Boeing will seine Belegschaft um 10% reduzieren, um inmitten der Coronavirus-Pandemie Geld zu sparen

Boeing will seine Belegschaft um 10% reduzieren, um inmitten der Coronavirus-Pandemie Geld zu sparen
Wajeeh Khan
11. Apr. 2020, 00:36 AM
  • Boeing strebt unfreiwillige Entlassungen, Frühpensionierungen und Übernahmen an, um seine Belegschaft um 10% zu reduzieren.
  • Der kommerzielle Zweig des US-Flugzeugherstellers wird von dem Stellenabbau am stärksten betroffen sein.
  • Die Boeing Company stellte die Produktion in allen ihren wichtigsten Werken in den USA ein.

Der Kampf für die globale Luftfahrtindustrie geht weiter, da sich das Coronavirus schnell über Grenzen hinweg verbreitet.
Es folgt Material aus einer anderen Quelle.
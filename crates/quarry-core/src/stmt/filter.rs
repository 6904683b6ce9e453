use super::{Condition, Operand, OperatorCondition};

impl Condition {
    /// Remove operands whose values are empty.
    ///
    /// Used by the `filter_where` family so that optional user input (search
    /// forms and the like) never produces a clause. Returns `None` when
    /// nothing is left. Empty means null, a blank string or an empty list.
    pub fn filter_empty(self) -> Option<Condition> {
        match self {
            Condition::Hash(columns) => {
                let columns: indexmap::IndexMap<_, _> = columns
                    .into_iter()
                    .filter(|(_, operand)| !operand.is_empty_value())
                    .collect();
                (!columns.is_empty()).then_some(Condition::Hash(columns))
            }
            Condition::Operator(cond) => cond.filter_empty(),
            cond if cond.is_empty() => None,
            cond => Some(cond),
        }
    }
}

impl OperatorCondition {
    fn filter_empty(self) -> Option<Condition> {
        let op = self.normalized_op();

        match op.as_str() {
            "AND" | "OR" => {
                let operands: Vec<_> = self
                    .operands
                    .into_iter()
                    .filter_map(|operand| match operand {
                        Operand::Condition(cond) => cond.filter_empty().map(Operand::Condition),
                        operand if operand.is_empty_value() => None,
                        operand => Some(operand),
                    })
                    .collect();

                (!operands.is_empty()).then(|| Condition::operator(self.op, operands))
            }
            "NOT" => {
                let [Operand::Condition(cond)] = <[Operand; 1]>::try_from(self.operands).ok()?
                else {
                    return None;
                };
                cond.filter_empty().map(Condition::not)
            }
            "BETWEEN" | "NOT BETWEEN" => {
                let empty = self.operands.len() < 3
                    || self.operands[1].is_empty_value()
                    || self.operands[2].is_empty_value();
                (!empty).then_some(Condition::Operator(self))
            }
            _ => match self.operands.get(1) {
                Some(operand) if operand.is_empty_value() => None,
                _ => Some(Condition::Operator(self)),
            },
        }
    }
}

impl Operand {
    fn is_empty_value(&self) -> bool {
        match self {
            Operand::Value(value) => value.is_empty(),
            _ => false,
        }
    }
}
In den letzten Nachrichten sagte Boeing (NYSA:BA) am Donnerstag, dass das Unternehmen plant, seine Belegschaft um etwa 10% zu reduzieren, um angesichts der steigenden finanziellen Herausforderungen aufgrund der anhaltenden Gesundheitskrise die Kosten zu senken.

Dem Wall Street Journal zufolge wird erwartet, dass Boeing zu unfreiwilligen Entlassungen, Vorruhestandsregelungen und Übernahmen greifen wird, um seine Belegschaft zu reduzieren und so seine finanzielle Statur zu erhalten.

Boeing wird den Stellenabbau an seinem kommerziellen Arm lenken

Wie aus den Quellen hervorgeht, wird erwartet, dass Boeing den Stellenabbau auf seinen kommerziellen Zweig ausrichten wird, der am härtesten von dem Gesundheitsnotstand betroffen ist. Der größte US-Flugzeughersteller lehnte es zum jetzigen Zeitpunkt ab, sich weiter zu den Nachrichten zu äußern.

Die finanziellen Herausforderungen für Boeing, die mit dem Flugverbot für das weltbekannte Flugzeug vom Typ 737 Max im März 2019 nach zwei tödlichen Abstürzen innerhalb von fünf Monaten begannen, bei denen 346 Menschen ums Leben kamen, verschärften sich mit dem Ausbruch des grippeähnlichen Virus, der den Flugzeughersteller dazu veranlasste, die Produktion an all seinen prominenten Standorten in den USA, einschließlich der Fabrik in South Carolina, die sich der Produktion seiner 787-Jets widmet, vorübergehend auszusetzen.

Auch die kürzlich angekündigte Verlängerung der Schließung der Boeing-Fabriken kam nicht mit einem voraussichtlichen Datum der Wiederaufnahme des Betriebs.

Dave Calhoun, CEO von Boeing, hatte bekräftigt, dass die Auswirkungen von COVID-19 auf die globale Luft- und Raumfahrtindustrie voraussichtlich von langer Dauer sein werden, als er sich an die Mitarbeiter wandte und einen Plan vorschlug, der freiwillige Entlassungen vorsieht.

Um weiter Geld zu sparen, hatte Boeing im vergangenen Monat auch eine Einstellungspause eingelegt und die Bezahlung von Überstunden nur auf einige wenige kritische Bereiche beschränkt.

Airbus kürzt Produktion des A320-Jetliners

Der europäische Rivale von Boeing und derzeit größte Flugzeughersteller der Welt, Airbus, hob kürzlich ebenfalls hervor, dass er im Februar keinen neuen Auftrag erhalten habe, was weiter akzentuiert, dass die globale Luftfahrtindustrie unter einem beispiellosen Nachfragerückgang leidet, da Regierungen auf der ganzen Welt zu landesweiten Abriegelungen greifen, die die Menschen in ihren Häusern einschränken. Airbus hat kürzlich auch die Produktion seines populärsten A320-Jetliners drastisch reduziert.

Die Ankündigung von Boeing wurde jedoch an der Börse gut aufgenommen, da das Unternehmen am Donnerstag im erweiterten Handel um rund 2,5% zulegte. Mit 124 Pfund pro Aktie handelt das Unternehmen immer noch mehr als 50% weniger als im Vorjahr.

Zum Zeitpunkt der Abfassung dieses Artikels ist der Marktwert von Boeing auf 68,64 Milliarden Pfund Sterling begrenzt. Der Flugzeughersteller hat im Vergleich zu seinem Rekordhoch in der ersten Märzwoche 2019 rund 65% verloren.